Stored data:
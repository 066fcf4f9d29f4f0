use std::collections::HashMap;
use std::path::Path;

use rand::Rng;

use serde::{Deserialize, Serialize};

use super::sequence::Sequence;
use super::table::ProbabilityTable;
use crate::error::{HmmError, Result};
use crate::io::resource_path;

/// Label of the virtual start state. Its transition row is the initial
/// state distribution.
pub const START_STATE: &str = "#";

/// A discrete Hidden Markov Model over string-labelled states and symbols.
///
/// Holds the transition and emission tables as loaded, plus dense matrices
/// indexed by a fixed state order. The order is computed once, here, and
/// every consumer (generation, forward, viterbi) uses it.
///
/// # Invariants
/// - `states` never contains `START_STATE`
/// - `states` starts with the start row's destinations, in table order,
///   followed by states that only appear elsewhere, in order of first appearance
/// - `initial`, `transition` and `emission` mirror the tables, absent entries are `0.0`
/// - The model is never mutated after construction
#[derive(Serialize, Deserialize, Clone, Debug)]
pub struct Hmm {
	transitions: ProbabilityTable,
	emissions: ProbabilityTable,

	/// Fixed state order
	states: Vec<String>,
	state_index: HashMap<String, usize>,
	symbol_index: HashMap<String, usize>,

	/// `initial[s]` = P(s | #)
	initial: Vec<f64>,
	/// `transition[i * n + j]` = P(j | i), row-major
	transition: Vec<f64>,
	/// `emission[i * v + k]` = P(symbol k | state i), row-major
	emission: Vec<f64>,
}

fn register(label: &str, states: &mut Vec<String>, index: &mut HashMap<String, usize>) {
	if label != START_STATE && !index.contains_key(label) {
		index.insert(label.to_owned(), states.len());
		states.push(label.to_owned());
	}
}

impl Hmm {
	/// Builds a model from already parsed tables.
	pub fn new(transitions: ProbabilityTable, emissions: ProbabilityTable) -> Self {
		let mut states = Vec::new();
		let mut state_index = HashMap::new();

		if let Some(start) = transitions.row(START_STATE) {
			for (state, _) in start.entries() {
				register(state, &mut states, &mut state_index);
			}
		} else {
			log::warn!("transition table has no '{START_STATE}' row, every state is unreachable");
		}
		for row in transitions.rows() {
			register(row.key(), &mut states, &mut state_index);
			for (state, _) in row.entries() {
				if state == START_STATE {
					log::warn!("ignoring transition '{}' -> '{START_STATE}'", row.key());
				}
				register(state, &mut states, &mut state_index);
			}
		}
		for row in emissions.rows() {
			register(row.key(), &mut states, &mut state_index);
		}

		let mut symbol_index: HashMap<String, usize> = HashMap::new();
		for row in emissions.rows() {
			for (symbol, _) in row.entries() {
				if !symbol_index.contains_key(symbol) {
					symbol_index.insert(symbol.to_owned(), symbol_index.len());
				}
			}
		}

		let n = states.len();
		let v = symbol_index.len();
		let mut initial = vec![0.0; n];
		let mut transition = vec![0.0; n * n];
		let mut emission = vec![0.0; n * v];

		for row in transitions.rows() {
			for (to, p) in row.entries() {
				let Some(&j) = state_index.get(to) else { continue };
				if row.key() == START_STATE {
					initial[j] = p;
				} else if let Some(&i) = state_index.get(row.key()) {
					transition[i * n + j] = p;
				}
			}
		}
		for row in emissions.rows() {
			let Some(&i) = state_index.get(row.key()) else { continue };
			for (symbol, p) in row.entries() {
				if let Some(&k) = symbol_index.get(symbol) {
					emission[i * v + k] = p;
				}
			}
		}

		log::debug!("model has {n} states and {v} symbols");

		Self {
			transitions,
			emissions,
			states,
			state_index,
			symbol_index,
			initial,
			transition,
			emission,
		}
	}

	/// Loads a model from `<basename>.trans` and `<basename>.emit`.
	///
	/// # Errors
	/// - `MissingResource` if either file does not exist
	/// - `Parse` if a line is not a usable `from to probability` triple
	pub fn load<P: AsRef<Path>>(basename: P) -> Result<Self> {
		let basename = basename.as_ref();
		let transitions = ProbabilityTable::load(resource_path(basename, "trans"))?;
		let emissions = ProbabilityTable::load(resource_path(basename, "emit"))?;
		Ok(Self::new(transitions, emissions))
	}

	pub fn transitions(&self) -> &ProbabilityTable {
		&self.transitions
	}

	pub fn emissions(&self) -> &ProbabilityTable {
		&self.emissions
	}

	/// Real states in the fixed order used by every trellis.
	pub fn states(&self) -> &[String] {
		&self.states
	}

	pub fn n_states(&self) -> usize {
		self.states.len()
	}

	/// Position of `label` in the fixed state order.
	pub fn state_index(&self, label: &str) -> Option<usize> {
		self.state_index.get(label).copied()
	}

	pub fn symbol_index(&self, symbol: &str) -> Option<usize> {
		self.symbol_index.get(symbol).copied()
	}

	/// P(state | #)
	pub fn initial(&self, state: usize) -> f64 {
		self.initial.get(state).copied().unwrap_or(0.0)
	}

	/// P(to | from)
	pub fn transition(&self, from: usize, to: usize) -> f64 {
		let n = self.n_states();
		if from >= n || to >= n {
			return 0.0;
		}
		self.transition[from * n + to]
	}

	/// P(symbol | state). An unknown symbol (`None`) is never emitted.
	pub fn emission(&self, state: usize, symbol: Option<usize>) -> f64 {
		let v = self.symbol_index.len();
		match symbol {
			Some(k) if state < self.n_states() && k < v => self.emission[state * v + k],
			_ => 0.0,
		}
	}

	/// Maps observation labels to symbol indices, `None` for unseen symbols.
	pub(crate) fn observation_indices<S: AsRef<str>>(&self, observations: &[S]) -> Vec<Option<usize>> {
		observations.iter().map(|o| self.symbol_index(o.as_ref())).collect()
	}

	/// Generates an `n`-step sequence by sampling the model.
	///
	/// # Behavior
	/// - Draws the initial state from the `#` row
	/// - At each step draws a symbol from the current state's emission row,
	///   records `(state, symbol)`, then draws the next state from the
	///   current state's transition row if more steps remain
	/// - Weights are the listed probabilities, scanned in table order
	///
	/// # Errors
	/// Returns `EmptyDistribution` if a row needed for sampling is absent or
	/// carries no weight.
	pub fn generate<R: Rng + ?Sized>(&self, n: usize, rng: &mut R) -> Result<Sequence> {
		let mut sequence = Sequence::default();
		if n == 0 {
			return Ok(sequence);
		}

		let mut state = draw(&self.transitions, START_STATE, "transition", rng)?;
		for step in 0..n {
			let output = draw(&self.emissions, state, "emission", rng)?;
			log::trace!("step {step}: {state} emits {output}");
			sequence.push(state, output);

			if step + 1 < n {
				state = draw(&self.transitions, state, "transition", rng)?;
			}
		}

		Ok(sequence)
	}

	/// Weight of entering `state` from trellis row `from_row` and emitting `symbol`.
	///
	/// Row 0 is the start placeholder, row `i + 1` is state `i`.
	pub(crate) fn step_weight(&self, from_row: usize, state: usize, symbol: Option<usize>) -> f64 {
		let enter = match from_row {
			0 => self.initial(state),
			row => self.transition(row - 1, state),
		};
		enter * self.emission(state, symbol)
	}
}

fn draw<'a, R: Rng + ?Sized>(
	table: &'a ProbabilityTable,
	state: &str,
	table_name: &'static str,
	rng: &mut R,
) -> Result<&'a str> {
	table
		.row(state)
		.and_then(|row| row.sample(rng))
		.ok_or_else(|| HmmError::EmptyDistribution {
			state: state.to_owned(),
			table: table_name,
		})
}
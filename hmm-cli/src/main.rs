use std::path::{Path, PathBuf};

use anyhow::{Context, Result};
use clap::{Parser, ValueEnum};
use rand::SeedableRng;
use rand::rngs::StdRng;

use hmm_core::io::{read_observations, resource_path, write_observations};
use hmm_core::{Hmm, HmmError, TerminalSelection, decode_all};

/// Generate, evaluate and decode sequences with a Hidden Markov Model
#[derive(Parser, Debug)]
#[command(author, version, about)]
struct Args {
	/// Model basename: `<BASENAME>.trans` and `<BASENAME>.emit` are loaded
	basename: PathBuf,

	/// Generate N observations and write them to `--output`
	#[arg(short, long, value_name = "N")]
	generate: Option<usize>,

	/// Output file for `--generate` (default: `<BASENAME>.obs`)
	#[arg(short, long)]
	output: Option<PathBuf>,

	/// Print the most probable final state for the observations in FILE
	#[arg(short, long, value_name = "FILE")]
	forward: Option<PathBuf>,

	/// Print the most probable state path for the observations in each FILE
	#[arg(short, long, value_name = "FILE", num_args = 1..)]
	viterbi: Vec<PathBuf>,

	/// Length of the sequence generated when an observation file is missing
	#[arg(short, long, default_value = "20")]
	length: usize,

	/// How viterbi picks the final state to backtrack from
	#[arg(short, long, value_enum, default_value_t = Terminal::SmallestBackpointer)]
	terminal: Terminal,

	/// Seed for generation (random if omitted)
	#[arg(short, long)]
	seed: Option<u64>,
}

#[derive(ValueEnum, Clone, Copy, Debug)]
enum Terminal {
	SmallestBackpointer,
	MaxProbability,
}

impl From<Terminal> for TerminalSelection {
	fn from(terminal: Terminal) -> Self {
		match terminal {
			Terminal::SmallestBackpointer => TerminalSelection::SmallestBackpointer,
			Terminal::MaxProbability => TerminalSelection::MaxProbability,
		}
	}
}

/// Returns the observations in `path`, generating `length` of them first
/// if the file does not exist yet.
fn observations_or_generate(hmm: &Hmm, path: &Path, length: usize, rng: &mut StdRng) -> Result<Vec<String>> {
	if !path.exists() {
		log::info!("{} not found, generating {length} observations", path.display());
		let sequence = hmm.generate(length, rng)?;
		write_observations(path, sequence.outputs())
			.with_context(|| format!("cannot write {}", path.display()))?;
	}
	read_observations(path).with_context(|| format!("cannot read {}", path.display()))
}

fn main() -> Result<()> {
	env_logger::init();
	let args = Args::parse();

	let hmm = Hmm::load(&args.basename)
		.with_context(|| format!("cannot load model '{}'", args.basename.display()))?;
	log::info!("loaded {} with {} states", args.basename.display(), hmm.n_states());

	let mut rng = match args.seed {
		Some(seed) => StdRng::seed_from_u64(seed),
		None => StdRng::from_os_rng(),
	};

	if let Some(n) = args.generate {
		let sequence = hmm.generate(n, &mut rng)?;
		let output = args.output.clone().unwrap_or_else(|| resource_path(&args.basename, "obs"));
		write_observations(&output, sequence.outputs())
			.with_context(|| format!("cannot write {}", output.display()))?;
		print!("{sequence}");
		println!("Wrote {n} observations to {}", output.display());
	}

	if let Some(path) = &args.forward {
		let observations = observations_or_generate(&hmm, path, args.length, &mut rng)?;
		match hmm.forward(&observations) {
			Ok(Some(state)) => println!("Most likely final state: {state}"),
			Ok(None) => println!("No observations in {}", path.display()),
			Err(HmmError::NoViablePath) => println!("No viable path for {}", path.display()),
			Err(e) => return Err(e.into()),
		}
	}

	if !args.viterbi.is_empty() {
		let mut sequences = Vec::with_capacity(args.viterbi.len());
		for path in &args.viterbi {
			sequences.push(observations_or_generate(&hmm, path, args.length, &mut rng)?);
		}

		let decoded = decode_all(&hmm, &sequences, args.terminal.into());
		for ((path, observations), result) in args.viterbi.iter().zip(&sequences).zip(decoded) {
			println!("{}:", path.display());
			match result {
				Ok(states) => {
					println!("{}", states.join(" "));
					println!("{}", observations.join(" "));
				}
				Err(HmmError::NoViablePath) => println!("No viable path"),
				Err(e) => return Err(e.into()),
			}
		}
	}

	Ok(())
}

* **Task statement**: Show every line above in which the word "super" is found.

* **Solution to this problem**:
use super::sequence::Sequence;
use super::table::ProbabilityTable;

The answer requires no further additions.